The Aesir (pronounced “ICE-ear”; Old Norse Æsir for multiple gods, Ásynjur for multiple goddesses, Áss for one god, and Ásynja for one goddess) were one of the two main tribes of deities venerated by the pre-Christian Norse and other Germanic peoples. (The second tribe was the Vanir). Most of the best-known Norse gods and goddesses belong to the Aesir, including OdinThorFriggTyrLokiBaldurHeim-dallIdun, and Bragi. Their home is Asgard, one of the Nine Worlds, which is located in the highest, sunniest branches of the world-tree Yggdrasil. In the Norse sources, Odin, the “Allfather,” is their chief. However, this is likely a relatively late development, and several convergent lines of evidence suggest that this role was originally occupied by Tyr.

–from Norse Mythology for Smart People by Daniel McCoy

The Norwegian letter Æ falls after Z in modern Norwegian, but since the Aesir are such an important part of Norse mythology and yesterday’s post was about their home, Asgard, I’ve moved the letter to second place in the A to Z Challenge.

It is nearly impossible to describe the Aesir without referring to the second clan of Norse gods, the Vanir. What’s the difference between the two groups? Some scholars consider the Vanir to be gods in the realm of agriculture and fertility while the Aesir are gods of war and conflict. Perhaps this reflects a struggle of classes in ancient Europe.

What is clear in Norse mythology is that the Aesir and Vanir battled with the result that some of the Vanir became hostages to the Aesir. That makes it difficult to be sure which gods belong to which clan.

A great visual resource for referencing which gods are Aesir, which are Vanir, and which other mythical creatures are giants or humans can be found here. The image is copyrighted or I’d include it here. The creator has produced a poster which I have ordered for the House of Norway in Balboa Park here in San Diego.

Some ancient religions or mythologies refer to a greater and a lessor set of gods or a an elder and a younger set. Ancient Greece, for example, had both the original Titans and the later generation of Olympians.  The Aesir and Vanir, however, were co-equal, each reigning over separate aspects of the world. After the Aesir-Vanir war, the two clans of gods united into a single pantheon. From now on, I won’t worry about which gods are Aesir and which are Vanir unless it is absolutely clear or necessary. They are all gods and ruled together after the war.
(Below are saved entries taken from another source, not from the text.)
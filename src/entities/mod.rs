pub mod admin_sessions;
pub mod blocked_dates;
pub mod bookings;
pub mod contact_messages;
pub mod coupons;
pub mod custom_prices;
pub mod payment_transactions;
pub mod reviews;
pub mod rooms;
pub mod settings;
pub mod upsells;

pub use admin_sessions as admin_session_entity;
pub use blocked_dates as blocked_date_entity;
pub use bookings as booking_entity;
pub use contact_messages as contact_message_entity;
pub use coupons as coupon_entity;
pub use custom_prices as custom_price_entity;
pub use payment_transactions as payment_transaction_entity;
pub use reviews as review_entity;
pub use rooms as room_entity;
pub use settings as settings_entity;
pub use upsells as upsell_entity;

pub use bookings::{BookingStatus, PaymentStatus};
pub use coupons::DiscountType;
pub use payment_transactions::TransactionStatus;
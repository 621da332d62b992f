pub mod admin;
pub mod bookings;
pub mod calendar;
pub mod contact;
pub mod coupons;
pub mod reviews;
pub mod rooms;
pub mod settings;
pub mod upsells;
pub mod webhook;

use actix_web::{HttpResponse, web};
use serde_json::json;

pub use admin::admin_config;
pub use bookings::{bookings_admin_config, bookings_config};
pub use calendar::{calendar_admin_config, calendar_config};
pub use contact::{contact_admin_config, contact_config};
pub use coupons::{coupons_admin_config, coupons_config};
pub use reviews::{reviews_admin_config, reviews_config};
pub use rooms::{rooms_admin_config, rooms_config};
pub use settings::{settings_admin_config, settings_config};
pub use upsells::{upsells_admin_config, upsells_config};
pub use webhook::webhook_config;

#[utoipa::path(
    get,
    path = "/health",
    tag = "system",
    responses(
        (status = 200, description = "Service is up")
    )
)]
pub async fn health() -> HttpResponse {
    HttpResponse::Ok().json(json!({ "status": "ok" }))
}

pub async fn index() -> HttpResponse {
    HttpResponse::Ok().json(json!({
        "name": env!("CARGO_PKG_NAME"),
        "version": env!("CARGO_PKG_VERSION"),
    }))
}

/// Every route under `/api`.
pub fn api_config(cfg: &mut web::ServiceConfig) {
    cfg.route("", web::get().to(index))
        .route("/", web::get().to(index))
        .route("/health", web::get().to(health))
        .configure(rooms_config)
        .configure(bookings_config)
        .configure(upsells_config)
        .configure(coupons_config)
        .configure(reviews_config)
        .configure(contact_config)
        .configure(settings_config)
        .configure(calendar_config)
        .configure(webhook_config)
        .configure(admin_config);
}
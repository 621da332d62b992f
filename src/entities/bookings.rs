use sea_orm::entity::prelude::*;
use sea_orm::{DeriveActiveEnum, EnumIter};
use serde::{Deserialize, Serialize};
use utoipa::ToSchema;

#[derive(
    Debug,
    Clone,
    Copy,
    Serialize,
    Deserialize,
    PartialEq,
    Eq,
    Hash,
    ToSchema,
    DeriveActiveEnum,
    EnumIter,
)]
#[sea_orm(rs_type = "String", db_type = "String(Some(20))")]
#[serde(rename_all = "snake_case")]
pub enum BookingStatus {
    #[sea_orm(string_value = "pending")]
    Pending,
    #[sea_orm(string_value = "confirmed")]
    Confirmed,
    #[sea_orm(string_value = "cancelled")]
    Cancelled,
    #[sea_orm(string_value = "completed")]
    Completed,
}

impl BookingStatus {
    /// Statuses whose nights occupy the room
    pub const OCCUPYING: [BookingStatus; 2] = [BookingStatus::Pending, BookingStatus::Confirmed];

    pub fn occupies_room(&self) -> bool {
        Self::OCCUPYING.contains(self)
    }
}

impl std::fmt::Display for BookingStatus {
    fn fmt(&self, f: &mut std::fmt::Formatter<'_>) -> std::fmt::Result {
        match self {
            BookingStatus::Pending => write!(f, "pending"),
            BookingStatus::Confirmed => write!(f, "confirmed"),
            BookingStatus::Cancelled => write!(f, "cancelled"),
            BookingStatus::Completed => write!(f, "completed"),
        }
    }
}

#[derive(
    Debug,
    Clone,
    Copy,
    Serialize,
    Deserialize,
    PartialEq,
    Eq,
    Hash,
    ToSchema,
    DeriveActiveEnum,
    EnumIter,
)]
#[sea_orm(rs_type = "String", db_type = "String(Some(20))")]
#[serde(rename_all = "snake_case")]
pub enum PaymentStatus {
    #[sea_orm(string_value = "pending")]
    Pending,
    #[sea_orm(string_value = "paid")]
    Paid,
    #[sea_orm(string_value = "refunded")]
    Refunded,
    #[sea_orm(string_value = "expired")]
    Expired,
}

impl std::fmt::Display for PaymentStatus {
    fn fmt(&self, f: &mut std::fmt::Formatter<'_>) -> std::fmt::Result {
        match self {
            PaymentStatus::Pending => write!(f, "pending"),
            PaymentStatus::Paid => write!(f, "paid"),
            PaymentStatus::Refunded => write!(f, "refunded"),
            PaymentStatus::Expired => write!(f, "expired"),
        }
    }
}

#[derive(Clone, Debug, PartialEq, DeriveEntityModel)]
#[sea_orm(table_name = "bookings")]
pub struct Model {
    #[sea_orm(primary_key, auto_increment = false)]
    pub id: Uuid,
    pub room_id: String,
    pub guest_email: String,
    pub guest_name: String,
    pub guest_phone: Option<String>,
    pub check_in: Date,
    pub check_out: Date,
    pub num_guests: i32,
    #[sea_orm(column_type = "Decimal(Some((10, 2)))")]
    pub room_price: Decimal,
    #[sea_orm(column_type = "Decimal(Some((10, 2)))")]
    pub upsells_total: Decimal,
    /// Applied upsell ids, as a json array of uuids
    pub upsell_ids: Json,
    pub coupon_code: Option<String>,
    #[sea_orm(column_type = "Decimal(Some((10, 2)))")]
    pub discount_amount: Decimal,
    #[sea_orm(column_type = "Decimal(Some((10, 2)))")]
    pub total_price: Decimal,
    pub status: BookingStatus,
    pub payment_status: PaymentStatus,
    pub stripe_session_id: Option<String>,
    #[sea_orm(column_type = "Text", nullable)]
    pub notes: Option<String>,
    pub stay_reason: Option<String>,
    pub language: String,
    pub confirmation_sent_at: Option<DateTimeUtc>,
    pub created_at: DateTimeUtc,
    pub updated_at: DateTimeUtc,
}

#[derive(Copy, Clone, Debug, EnumIter, DeriveRelation)]
pub enum Relation {}

impl ActiveModelBehavior for ActiveModel {}

impl Model {
    pub fn nights(&self) -> i64 {
        (self.check_out - self.check_in).num_days()
    }

    pub fn applied_upsell_ids(&self) -> Vec<Uuid> {
        serde_json::from_value(self.upsell_ids.clone()).unwrap_or_default()
    }
}
use crate::models::*;
use crate::services::{AvailabilityService, RoomService};
use actix_web::{HttpResponse, ResponseError, Result, web};
use serde_json::json;

#[utoipa::path(
    get,
    path = "/rooms",
    tag = "rooms",
    responses(
        (status = 200, description = "All rooms", body = [RoomResponse])
    )
)]
pub async fn list_rooms(room_service: web::Data<RoomService>) -> Result<HttpResponse> {
    match room_service.list_rooms().await {
        Ok(rooms) => Ok(HttpResponse::Ok().json(json!({
            "success": true,
            "data": rooms
        }))),
        Err(e) => Ok(e.error_response()),
    }
}

#[utoipa::path(
    get,
    path = "/rooms/{room_id}",
    tag = "rooms",
    params(
        ("room_id" = String, Path, description = "Room id, e.g. nonna")
    ),
    responses(
        (status = 200, description = "Room details", body = RoomResponse),
        (status = 404, description = "Room not found")
    )
)]
pub async fn get_room(
    room_service: web::Data<RoomService>,
    path: web::Path<String>,
) -> Result<HttpResponse> {
    match room_service.get_room(&path).await {
        Ok(room) => Ok(HttpResponse::Ok().json(json!({
            "success": true,
            "data": room
        }))),
        Err(e) => Ok(e.error_response()),
    }
}

#[utoipa::path(
    get,
    path = "/availability/{room_id}",
    tag = "rooms",
    params(
        ("room_id" = String, Path, description = "Room id"),
        AvailabilityQuery
    ),
    responses(
        (status = 200, description = "Unavailable nights and price overrides", body = AvailabilityResponse),
        (status = 404, description = "Room not found")
    )
)]
pub async fn get_availability(
    availability_service: web::Data<AvailabilityService>,
    path: web::Path<String>,
    query: web::Query<AvailabilityQuery>,
) -> Result<HttpResponse> {
    match availability_service
        .get_availability(&path, query.start_date, query.end_date)
        .await
    {
        Ok(availability) => Ok(HttpResponse::Ok().json(json!({
            "success": true,
            "data": availability
        }))),
        Err(e) => Ok(e.error_response()),
    }
}

#[utoipa::path(
    put,
    path = "/admin/rooms/{room_id}",
    tag = "admin",
    params(
        ("room_id" = String, Path, description = "Room id")
    ),
    request_body = UpdateRoomRequest,
    security(
        ("bearer_auth" = [])
    ),
    responses(
        (status = 200, description = "Room updated", body = RoomResponse),
        (status = 400, description = "Invalid price or capacity"),
        (status = 404, description = "Room not found")
    )
)]
pub async fn update_room(
    room_service: web::Data<RoomService>,
    path: web::Path<String>,
    request: web::Json<UpdateRoomRequest>,
) -> Result<HttpResponse> {
    match room_service.update_room(&path, request.into_inner()).await {
        Ok(room) => Ok(HttpResponse::Ok().json(json!({
            "success": true,
            "data": room
        }))),
        Err(e) => Ok(e.error_response()),
    }
}

pub fn rooms_config(cfg: &mut web::ServiceConfig) {
    cfg.route("/rooms", web::get().to(list_rooms))
        .route("/rooms/{room_id}", web::get().to(get_room))
        .route("/availability/{room_id}", web::get().to(get_availability));
}

pub fn rooms_admin_config(cfg: &mut web::ServiceConfig) {
    cfg.route("/rooms/{room_id}", web::put().to(update_room));
}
Because Norwegian orthography spells vowels with letters or diacritical marks not in the English alphabet, many names represented in English with the prefix “Os-” are related to the word Aesir. The family name of one branch in my family tree tree is Oss. I now wonder if it represents the masculine singular form of Aesir. (There might be a simpler explanation; the word oss also means we or us.) Other family names related to this prefix, such as Osgood, Oswald, and Osborn, are related, according to this Wikipedia article, though it lacks authoritative sources. Even some first names, both men’s and women’s, such as Oscar, Astrid, and Aslaug, carry the prefix.

Because place names provide clues to an area’s history and culture, I’ll be looking at place names during our travels in Norway to see how many of them I think are related to Aesir. More grist for conversations as my sister and I travel around Norway.